It does add weight to the idea of making them searchable perhaps with a JOSM plugin and support in OSMand for off line use and Nominatim for on line use.

Cheerio John

On Fri, 10 Aug 2018, 8:50 am Michael Reichert, <[hidden email]> wrote:
Hi,

Am 2018-08-09 um 22:48 schrieb Vao Matua:
> The Tanzania Development trust has calculated the Plus Code addresses for
> 17 million building points in Tanzania and have added a sample village
> (1800 points) as a test.
> https://www.openstreetmap.org/changeset/59213224
>
> The Python code on Github works great to calculate Plus Codes.
>
> We did used these tags:
> addr:pluscode:full  (the 8+2 digit full Plus Code)
> addr:pluscode:area (the first 4 digits of the full Plus Code which is a 1
> degree by 1 degree lat long area)
> addr:pluscode:local (the second 4 digits + last 2 digits which used with a
> local name becomes the local address)

There is no need for this data in OSM because the data can be retrieved
automatically from latitude and longitude (plain coordinates) which are
already assigned to anything which has a location on the planet.

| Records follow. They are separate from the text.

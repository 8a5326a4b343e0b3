//! OpenAI-Compatible Chat Transport
//!
//! Implements `ChatTransport` against any OpenAI-compatible
//! chat-completions endpoint. Streams SSE chunks, applies
//! retry-with-backoff to the initial connection, and converts native
//! `tool_calls` responses into the textual `<action>` form so the
//! core parser stays the single source of truth.

use std::collections::BTreeMap;
use std::time::Duration;

use anyhow::{Context, Result};
use async_trait::async_trait;
use futures::StreamExt;
use tracing::{debug, warn};

use bailu_core::parser::render_action_block;
use bailu_core::retry::{classify_http_error, with_retry, RetryPolicy};
use bailu_core::transport::{ChatTransport, ChunkStream, TransportError};
use bailu_core::types::{Message, Role, ToolCall, ToolDefinition};

// ---------------------------------------------------------------------------
// Transport
// ---------------------------------------------------------------------------

pub struct OpenAiTransport {
    api_key: String,
    model: String,
    base_url: String,
    client: reqwest::Client,
    retry: RetryPolicy,
}

impl OpenAiTransport {
    pub fn new(api_key: &str, model: &str, base_url: &str) -> Self {
        Self {
            api_key: api_key.to_string(),
            model: model.to_string(),
            base_url: base_url.trim_end_matches('/').to_string(),
            client: reqwest::Client::builder()
                .connect_timeout(Duration::from_secs(30))
                .build()
                .expect("failed to build HTTP client"),
            retry: RetryPolicy::default(),
        }
    }

    pub fn with_retry_policy(mut self, retry: RetryPolicy) -> Self {
        self.retry = retry;
        self
    }

    /// Convert core messages and tool definitions into request JSON.
    fn build_request_body(
        &self,
        messages: &[Message],
        tools: Option<&[ToolDefinition]>,
        stream: bool,
    ) -> serde_json::Value {
        let api_messages: Vec<serde_json::Value> = messages
            .iter()
            .map(|m| {
                let role = match m.role {
                    Role::System => "system",
                    Role::User => "user",
                    Role::Assistant => "assistant",
                    // Tool feedback travels as ordinary user text; the
                    // conversation tags results inside the content.
                    Role::Tool => "user",
                };
                serde_json::json!({ "role": role, "content": m.content })
            })
            .collect();

        let mut body = serde_json::json!({
            "model": self.model,
            "messages": api_messages,
            "stream": stream,
        });

        if let Some(tools) = tools {
            if !tools.is_empty() {
                let api_tools: Vec<serde_json::Value> = tools
                    .iter()
                    .map(|t| {
                        serde_json::json!({
                            "type": "function",
                            "function": {
                                "name": t.name,
                                "description": t.description,
                                "parameters": t.parameters_schema(),
                            }
                        })
                    })
                    .collect();
                body["tools"] = serde_json::json!(api_tools);
            }
        }

        body
    }

    /// POST with retry on transient failures. 4xx other than 429
    /// propagates immediately.
    async fn post_with_retry(
        &self,
        url: &str,
        body: &serde_json::Value,
    ) -> Result<reqwest::Response> {
        with_retry(
            &self.retry,
            "chat_completions",
            |e: &TransportError| e.kind.clone(),
            || async {
                let response = self
                    .client
                    .post(url)
                    .bearer_auth(&self.api_key)
                    .json(body)
                    .send()
                    .await
                    .map_err(|e| TransportError::network(e.to_string()))?;

                let status = response.status();
                if !status.is_success() {
                    let retry_after = response
                        .headers()
                        .get("retry-after")
                        .and_then(|v| v.to_str().ok())
                        .map(|s| s.to_string());
                    let text = response.text().await.unwrap_or_default();
                    let kind = classify_http_error(status.as_u16(), retry_after.as_deref());
                    return Err(TransportError::new(
                        kind,
                        format!("HTTP {}: {}", status.as_u16(), text),
                    ));
                }
                Ok(response)
            },
        )
        .await
    }
}
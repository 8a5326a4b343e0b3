//! Action-Block Parser
//!
//! Extracts structured tool invocations from an assistant message. The
//! message is plain text with zero or more embedded `<action>` blocks;
//! each block holds `<invoke tool="…">` elements whose `<param name="…">`
//! children carry the argument values.
//!
//! The parser never fails: malformed block syntax (unclosed tags) simply
//! yields zero tool calls and the whole input as the visible reply.

use std::sync::LazyLock;

use regex::Regex;
use serde_json::Value;

use crate::types::ToolCall;

static ACTION_RE: LazyLock<Regex> =
    LazyLock::new(|| Regex::new(r"(?s)<action>(.*?)</action>").unwrap());

static INVOKE_RE: LazyLock<Regex> =
    LazyLock::new(|| Regex::new(r#"(?s)<invoke\s+tool="([^"]+)"\s*>(.*?)</invoke>"#).unwrap());

// VALUE may contain arbitrary characters including `<` and `>`; the
// closing tag is the only terminator, which non-greedy matching honors.
static PARAM_RE: LazyLock<Regex> =
    LazyLock::new(|| Regex::new(r#"(?s)<param\s+name="([^"]+)"\s*>(.*?)</param>"#).unwrap());

// ---------------------------------------------------------------------------
// Parse result
// ---------------------------------------------------------------------------

/// Output of [`parse_assistant_message`].
#[derive(Debug, Clone, PartialEq)]
pub struct ParsedMessage {
    /// The portion of the message the user should see: the original text
    /// with all `<action>` regions removed, whitespace-trimmed.
    pub text: String,
    /// Tool invocations in emission order.
    pub tool_calls: Vec<ToolCall>,
}

// ---------------------------------------------------------------------------
// Parsing
// ---------------------------------------------------------------------------

/// Split a raw assistant message into its visible reply and tool calls.
pub fn parse_assistant_message(raw: &str) -> ParsedMessage {
    let mut tool_calls = Vec::new();

    for action in ACTION_RE.captures_iter(raw) {
        let body = &action[1];
        for invoke in INVOKE_RE.captures_iter(body) {
            let tool = invoke[1].to_string();
            let mut call = ToolCall::new(&tool);
            for param in PARAM_RE.captures_iter(&invoke[2]) {
                let name = param[1].to_string();
                let value = coerce_value(&param[2]);
                call.params.insert(name, value);
            }
            tool_calls.push(call);
        }
    }

    let text = ACTION_RE.replace_all(raw, "").trim().to_string();

    ParsedMessage { text, tool_calls }
}

/// Coerce an extracted parameter value into a typed JSON value.
///
/// A `<![CDATA[ … ]]>` wrapper is stripped first and its contents kept
/// verbatim. Otherwise the trimmed value is tried as structured data
/// (when it opens with `[` or `{`), then as a boolean literal, then as a
/// finite number; anything else stays a string.
fn coerce_value(raw: &str) -> Value {
    let trimmed = raw.trim();

    if let Some(inner) = strip_cdata(trimmed) {
        return Value::String(inner.to_string());
    }

    if trimmed.starts_with('[') || trimmed.starts_with('{') {
        if let Ok(v) = serde_json::from_str::<Value>(trimmed) {
            return v;
        }
        return Value::String(trimmed.to_string());
    }

    match trimmed {
        "true" => return Value::Bool(true),
        "false" => return Value::Bool(false),
        _ => {}
    }

    if !trimmed.is_empty() {
        if let Ok(i) = trimmed.parse::<i64>() {
            return Value::Number(i.into());
        }
        if let Ok(f) = trimmed.parse::<f64>() {
            if f.is_finite() {
                if let Some(n) = serde_json::Number::from_f64(f) {
                    return Value::Number(n);
                }
            }
        }
    }

    Value::String(trimmed.to_string())
}

fn strip_cdata(s: &str) -> Option<&str> {
    s.strip_prefix("<![CDATA[")?.strip_suffix("]]>")
}

// ---------------------------------------------------------------------------
// Rendering (unparse)
// ---------------------------------------------------------------------------

/// Serialize tool calls back into the textual `<action>` form.
///
/// Used by transport adapters that receive tool calls through a native
/// function-calling channel, so the parser stays the single source of
/// truth for what a tool call looks like.
pub fn render_action_block(calls: &[ToolCall]) -> String {
    if calls.is_empty() {
        return String::new();
    }
    let mut out = String::from("<action>\n");
    for call in calls {
        out.push_str(&format!("<invoke tool=\"{}\">\n", call.tool));
        for (name, value) in &call.params {
            out.push_str(&format!(
                "<param name=\"{}\">{}</param>\n",
                name,
                render_value(value)
            ));
        }
        out.push_str("</invoke>\n");
    }
    out.push_str("</action>");
    out
}

fn render_value(value: &Value) -> String {
    match value {
        Value::String(s) => s.clone(),
        other => other.to_string(),
    }
}

// ---------------------------------------------------------------------------
// Tests
// ---------------------------------------------------------------------------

Adding Plus Code tags to OSM objects is as useful as adding latitude=*
and longitude=* or any other coordinate system which can be calculated
from latitude and longitude.

This import should be reverted.

Best regards

Michael


--
Per E-Mail kommuniziere ich bevorzugt GPG-verschlüsselt. (Mailinglisten
ausgenommen)
I prefer GPG encryption of emails. (does not apply on mailing lists)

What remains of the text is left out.